« Chouf », de Karim Dridi : Guetteurs de poudre
Karim Dridi montre le trafic de drogue dans une cité marseillaise.
dans l’hebdo N° 1422 Acheter ce numéro
« Chouf » signifie, dans le langage de la police, « le guetteur », c’est-à-dire celui qui, dans les cités marseillaises, surveille si le trafic de drogue se déroule sans anicroche. Karim Dridi a choisi ce terme comme titre pour indiquer que son film donne à voir une vie et des personnages largement ignorés ou fantasmés. De retour dans les quartiers nord, où il avait tourné Khamsa (2008), le cinéaste s’y est immergé et y a rencontré la plupart de ses comédiens. Il en tire une fiction amplement documentée, qu’il a orientée vers le film de genre. Ce qui laisse, finalement, dubitatif.
Toutes les scènes d’action de Chouf sont pourtant impeccablement mises en scène. Et il y en a ! À partir du moment où le frère de Sofiane (Sofian Khammes) est tué, celui-ci arrête ses études, qui l’avaient éloigné des trafics, pour obtenir vengeance. Mais ces scènes choc finissent par phagocyter un film qui promettait davantage.
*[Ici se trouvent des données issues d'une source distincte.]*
//! Field normalizer — coerces raw field values into a canonical JSON shape.
//!
//! Strings that look like dates are rewritten as millisecond-precision
//! ISO-8601 timestamps; arrays and objects are normalized element-wise and
//! key-wise with order preserved; every other scalar passes through
//! unchanged.
//!
//! Date detection is an ordered list of explicit patterns plus a narrow
//! generic fallback (RFC 3339, then RFC 2822). A plain-text field that
//! happens to match one of the patterns WILL be converted; that is the
//! documented contract of the wire format, not something to fix silently.
//! Naive timestamps are interpreted as UTC.

use std::sync::LazyLock;

use chrono::{DateTime, NaiveDate, NaiveDateTime, Utc};
use regex::Regex;
use serde_json::Value;

// ---------------------------------------------------------------------------
// Date patterns, tried in order
// ---------------------------------------------------------------------------

static DATE_ONLY: LazyLock<Regex> =
    LazyLock::new(|| Regex::new(r"^\d{4}-\d{2}-\d{2}$").expect("static pattern"));

static ISO_8601: LazyLock<Regex> = LazyLock::new(|| {
    Regex::new(r"^\d{4}-\d{2}-\d{2}T\d{2}:\d{2}:\d{2}(\.\d+)?Z?$").expect("static pattern")
});

static SLASH_MDY: LazyLock<Regex> =
    LazyLock::new(|| Regex::new(r"^\d{2}/\d{2}/\d{4}$").expect("static pattern"));

static SLASH_YMD: LazyLock<Regex> =
    LazyLock::new(|| Regex::new(r"^\d{4}/\d{2}/\d{2}$").expect("static pattern"));

// ---------------------------------------------------------------------------
// Public API
// ---------------------------------------------------------------------------

/// Normalize a single field value, recursing into arrays and objects.
pub fn normalize_value(value: &Value) -> Value {
    match value {
        Value::Null => Value::Null,
        Value::String(s) => match parse_date_string(s) {
            Some(dt) => Value::String(to_iso_string(dt)),
            None => value.clone(),
        },
        Value::Array(items) => Value::Array(items.iter().map(normalize_value).collect()),
        Value::Object(map) => Value::Object(
            map.iter()
                .map(|(key, item)| (key.clone(), normalize_value(item)))
                .collect(),
        ),
        other => other.clone(),
    }
}

/// Normalize every value of a fields map, key order preserved.
pub fn normalize_fields(
    fields: &serde_json::Map<String, Value>,
) -> serde_json::Map<String, Value> {
    fields
        .iter()
        .map(|(key, value)| (key.clone(), normalize_value(value)))
        .collect()
}

/// Parse a string against the recognized date shapes.
///
/// Returns `None` for anything that is not a date, including strings that
/// match a pattern but name an impossible date (`2024-13-99`); those pass
/// through normalization unchanged.
pub fn parse_date_string(s: &str) -> Option<DateTime<Utc>> {
    if DATE_ONLY.is_match(s) {
        return NaiveDate::parse_from_str(s, "%Y-%m-%d")
            .ok()?
            .and_hms_opt(0, 0, 0)
            .map(|naive| naive.and_utc());
    }
    if ISO_8601.is_match(s) {
        let trimmed = s.strip_suffix('Z').unwrap_or(s);
        return NaiveDateTime::parse_from_str(trimmed, "%Y-%m-%dT%H:%M:%S%.f")
            .ok()
            .map(|naive| naive.and_utc());
    }
    if SLASH_MDY.is_match(s) {
        return NaiveDate::parse_from_str(s, "%m/%d/%Y")
            .ok()?
            .and_hms_opt(0, 0, 0)
            .map(|naive| naive.and_utc());
    }
    if SLASH_YMD.is_match(s) {
        return NaiveDate::parse_from_str(s, "%Y/%m/%d")
            .ok()?
            .and_hms_opt(0, 0, 0)
            .map(|naive| naive.and_utc());
    }
    // Generic fallback, deliberately narrower than a duck-typed date parse:
    // offset-carrying RFC 3339 first, then RFC 2822.
    if let Ok(dt) = DateTime::parse_from_rfc3339(s) {
        return Some(dt.with_timezone(&Utc));
    }
    if let Ok(dt) = DateTime::parse_from_rfc2822(s) {
        return Some(dt.with_timezone(&Utc));
    }
    None
}

/// Format a timestamp in the wire shape: `2024-01-15T10:00:00.000Z`.
///
/// Rewritten dates re-match the ISO pattern and parse back to the same
/// instant, which is what makes normalization idempotent.
pub fn to_iso_string(dt: DateTime<Utc>) -> String {
    dt.format("%Y-%m-%dT%H:%M:%S%.3fZ").to_string()
}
Ainsi, le scénario sacrifie trop vite tout un pan de la vie de Sofiane – sa famille, sa petite amie… – qui apportait d’autres points de vue et des rythmes différents, enrichissant le film d’une complexité bienvenue. Celui-ci se concentre sur la « loi » sauvage imposée aux membres de la bande par leur chef (Foued Nabba) et sur la mécanique des règlements de comptes. L’idée de Karim Dridi est de montrer à quel point cet engrenage n’admet aucune échappatoire. Ces jeunes sont autant les acteurs que les victimes de leur tragique business. Et, en cela, le cinéaste témoigne d’une honnêteté appréciable, qui exclut toute arrière-pensée politique de mauvais aloi. Chouf est aussi servi par de jeunes acteurs qui, sans exception, sont d’une justesse remarquable – Foued Nabba, notamment, en impose, entre brutalité et douceur inquiétante. Des qualités qui font regretter le film que Chouf aurait pu être…
Chouf, Karim Dridi, 1 h 48.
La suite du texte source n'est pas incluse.